Marsh’s president and chief executive relays how brokers and insurers can work together to solve the pandemic dilemma in the future
Widespread pandemic cover could make the insurance sector the “first line of economic response in future outbreaks”.
Global broker Marsh has seen “significant limitations” to which property and liability policies are responding to pandemic related losses, and this means that some policy holders will be disappointed.
This is according to Marsh’s chief executive and president John Q Doyle speaking at International Forum of Terrorism Risk (Re)insurance Pools (IFTRIP) Livestream 2020 earlier this week.
He continued: “While some specialty policies may include coverage for pandemic claims, the vast majority of policies do not explicitly cover this risk. Given the specific and extensive effects of Covid-19, many insurers are expected to exclude pandemic risk going forward.

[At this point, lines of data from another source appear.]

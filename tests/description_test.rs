//! Loading description files and rendering the resulting trees.

use std::fs;
use std::path::PathBuf;

use rstest::{fixture, rstest};
use tempfile::TempDir;

use srtree::application::{ApplicationError, Description, RenderSettings, TreeDisplay};
use srtree::domain::ContentValue;
use srtree::{CodedEntry, DocumentType, RelationshipType, TreeError, ValueType};

const MEASUREMENT_REPORT: &str = r#"
document_type = "comprehensive"

[[items]]
value_type = "CONTAINER"
concept = { code = "126000", scheme = "DCM", meaning = "Imaging Measurement Report" }

[[items.children]]
relationship = "HAS OBS CONTEXT"
value_type = "PNAME"
concept = { code = "121008", scheme = "DCM", meaning = "Person Observer Name" }
value = "Doe^Jane"

[[items.children]]
relationship = "CONTAINS"
value_type = "NUM"
concept = { code = "121206", scheme = "DCM", meaning = "Distance" }
value = "12.5"
units = { code = "mm", scheme = "UCUM", meaning = "millimeter" }

[[items.children.children]]
relationship = "HAS CONCEPT MOD"
value_type = "CODE"
concept = { code = "363698007", scheme = "SCT", meaning = "Finding Site" }
code = { code = "T-28000", scheme = "SRT", meaning = "Lung" }

[[items.children]]
relationship = "CONTAINS"
value_type = "DATE"
concept = { code = "111060", scheme = "DCM", meaning = "Study Date" }
value = "20240131"
"#;

struct DescriptionFile {
    _dir: TempDir,
    path: PathBuf,
}

fn write_description(content: &str) -> DescriptionFile {
    let dir = TempDir::new().unwrap();
    let path = dir.path().join("report.toml");
    fs::write(&path, content).unwrap();
    DescriptionFile { _dir: dir, path }
}

#[fixture]
fn measurement_report() -> DescriptionFile {
    write_description(MEASUREMENT_REPORT)
}

#[rstest]
fn given_measurement_report_when_loading_then_document_built(measurement_report: DescriptionFile) {
    // Act
    let tree = Description::load(&measurement_report.path)
        .unwrap()
        .build_document(DocumentType::Enhanced)
        .unwrap();

    // Assert
    assert_eq!(tree.document_type(), DocumentType::Comprehensive);
    assert_eq!(tree.count_nodes(), 5);
    assert_eq!(tree.depth(), 3);
    let (_, site) = tree.iter().nth(3).unwrap();
    assert_eq!(
        site.item().relationship_type(),
        RelationshipType::HasConceptMod
    );
    assert_eq!(
        site.item().value(),
        &ContentValue::Code(Some(CodedEntry::new("T-28000", "SRT", "Lung")))
    );
    let (_, date) = tree.iter().nth(4).unwrap();
    assert_eq!(date.item().value().to_string(), "20240131");
}

#[rstest]
fn given_measurement_report_when_rendering_then_outline_shows_nesting(
    measurement_report: DescriptionFile,
) {
    let tree = Description::load(&measurement_report.path)
        .unwrap()
        .build_document(DocumentType::default())
        .unwrap();
    let settings = RenderSettings {
        show_ids: false,
        ..RenderSettings::default()
    };

    let outline = tree.to_outline("report.toml", &settings).to_string();

    assert!(outline.contains("HAS OBS CONTEXT PNAME (121008,DCM,\"Person Observer Name\") = \"Doe^Jane\""));
    assert!(outline.contains("CONTAINS NUM (121206,DCM,\"Distance\") = \"12.5\" (mm,UCUM,\"millimeter\")"));
    assert!(!outline.contains("[1]"));
}

#[rstest]
fn given_num_in_basic_text_when_loading_then_rejected_with_location() {
    let file = write_description(
        r#"
document_type = "basic-text"

[[items]]
value_type = "CONTAINER"

[[items.children]]
relationship = "CONTAINS"
value_type = "NUM"
"#,
    );

    let err = Description::load(&file.path)
        .unwrap()
        .build_document(DocumentType::default())
        .unwrap_err();

    match err {
        ApplicationError::Item { location, source } => {
            assert_eq!(location, "items[0].children[0]");
            assert_eq!(
                source,
                TreeError::InvalidRelationshipOrValueType {
                    relationship: RelationshipType::Contains,
                    value_type: ValueType::Num
                }
            );
        }
        other => panic!("unexpected error: {other}"),
    }
}

#[rstest]
#[case("value = \"not a number\"", "NUM")]
#[case("value = \"2024-13-45\"", "DATE")]
#[case("value = \"1..2\"", "UIDREF")]
fn given_bad_value_when_loading_then_invalid_value(#[case] value: &str, #[case] value_type: &str) {
    let file = write_description(&format!(
        "[[items]]\nvalue_type = \"CONTAINER\"\n\n[[items.children]]\nrelationship = \"CONTAINS\"\nvalue_type = \"{value_type}\"\n{value}\n"
    ));

    let err = Description::load(&file.path)
        .unwrap()
        .build_document(DocumentType::Comprehensive)
        .unwrap_err();

    assert!(matches!(
        err,
        ApplicationError::Item {
            source: TreeError::InvalidValue { .. },
            ..
        }
    ));
}

#[test]
fn given_two_top_level_items_when_building_document_then_second_rejected() {
    let description = Description::from_toml(
        "[[items]]\nvalue_type = \"CONTAINER\"\n\n[[items]]\nvalue_type = \"CONTAINER\"\n",
    )
    .unwrap();

    let document = description.build_document(DocumentType::default());
    let fragment = description.build_fragment();

    assert!(matches!(document, Err(ApplicationError::Item { ref location, .. }) if location == "items[1]"));
    assert_eq!(fragment.unwrap().top_level().count(), 2);
}

#[test]
fn given_missing_file_when_loading_then_io_error() {
    let err = Description::load(std::path::Path::new("/nonexistent/report.toml")).unwrap_err();

    assert!(matches!(err, ApplicationError::Io { .. }));
}

#[test]
fn given_num_with_units_and_qualifier_but_no_value_when_loading_then_measurement_unavailable() {
    let file = write_description(
        r#"
[[items]]
value_type = "CONTAINER"

[[items.children]]
relationship = "CONTAINS"
value_type = "NUM"
concept = { code = "121206", scheme = "DCM", meaning = "Distance" }
units = { code = "mm", scheme = "UCUM", meaning = "millimeter" }
qualifier = { code = "114006", scheme = "DCM", meaning = "Measurement failure" }
"#,
    );

    let tree = Description::load(&file.path)
        .unwrap()
        .build_document(DocumentType::Comprehensive)
        .unwrap();

    let (_, distance) = tree.iter().nth(1).unwrap();
    let numeric = distance.item().numeric_value().unwrap();
    assert_eq!(numeric.value(), "");
    assert_eq!(numeric.units().unwrap().code_value(), "mm");
    assert_eq!(numeric.qualifier().unwrap().code_value(), "114006");
}

#[test]
fn given_observed_datetime_when_loading_then_stored_and_rendered() {
    let file = write_description(
        r#"
[[items]]
value_type = "CONTAINER"

[[items.children]]
relationship = "CONTAINS"
value_type = "TEXT"
value = "No change"
observed = "2024-01-31T10:15:00"
"#,
    );

    let tree = Description::load(&file.path)
        .unwrap()
        .build_document(DocumentType::Comprehensive)
        .unwrap();

    let (_, finding) = tree.iter().nth(1).unwrap();
    let expected = chrono::NaiveDate::from_ymd_opt(2024, 1, 31)
        .and_then(|d| d.and_hms_opt(10, 15, 0))
        .unwrap();
    assert_eq!(finding.item().observation_datetime(), Some(expected));
    let outline = tree
        .to_outline("report.toml", &RenderSettings::default())
        .to_string();
    assert!(outline.contains("[2] CONTAINS TEXT = \"No change\" @ 20240131101500"));
}

#[test]
fn given_malformed_observed_datetime_when_loading_then_item_error() {
    let description = Description::from_toml(
        "[[items]]\nvalue_type = \"CONTAINER\"\nobserved = \"yesterday\"\n",
    )
    .unwrap();

    let err = description.build_document(DocumentType::default()).unwrap_err();

    assert!(matches!(
        err,
        ApplicationError::Item {
            source: TreeError::InvalidValue {
                value_type: ValueType::DateTime,
                ..
            },
            ..
        }
    ));
}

“The complex nature of pandemic risks means that we need strong global and national pandemic management. This requires insurers backed by governments to write pandemic insurance policies and for brokers to contribute risk knowledge and infrastructure.”
Prior to the 9/11 terrorist attack on the US in 2001, most standard policies covered terrorism as part of the policy or without specifically mentioning it, but in the aftermath, reinsurance for terrorism risk was withdrawn and commercial insurers stopped covering it.
“Insurers’ general view was that the risk of loss was unacceptably high, unpredictable and too difficult to price,” Doyle said.
He reiterated the need for public and private partnerships to better mitigate risks for future pandemic and shock events, giving Pool Re as “poster child” of a successful programme in the UK.
A public-private risk solution will:
- Facilitate access to capital
- Limit tail risk for commercial insurers
- Create greater certainty for businesses, employees, and insurers
- Enhance resilience of global economics
Doyle said that the right risk programme could create new technology, insurance products, different ways of working and policies that are tied to a parametric trigger – it is this that could help make pandemic risk more manageable.
He admits capital needs to be “modest” due to the range of shock events, although he predicts a gradual increase in stake to the private sector.
Speaking about the need for an economic safety net, he continued, “there is also a need to break the panic and glut cycle around pandemics”.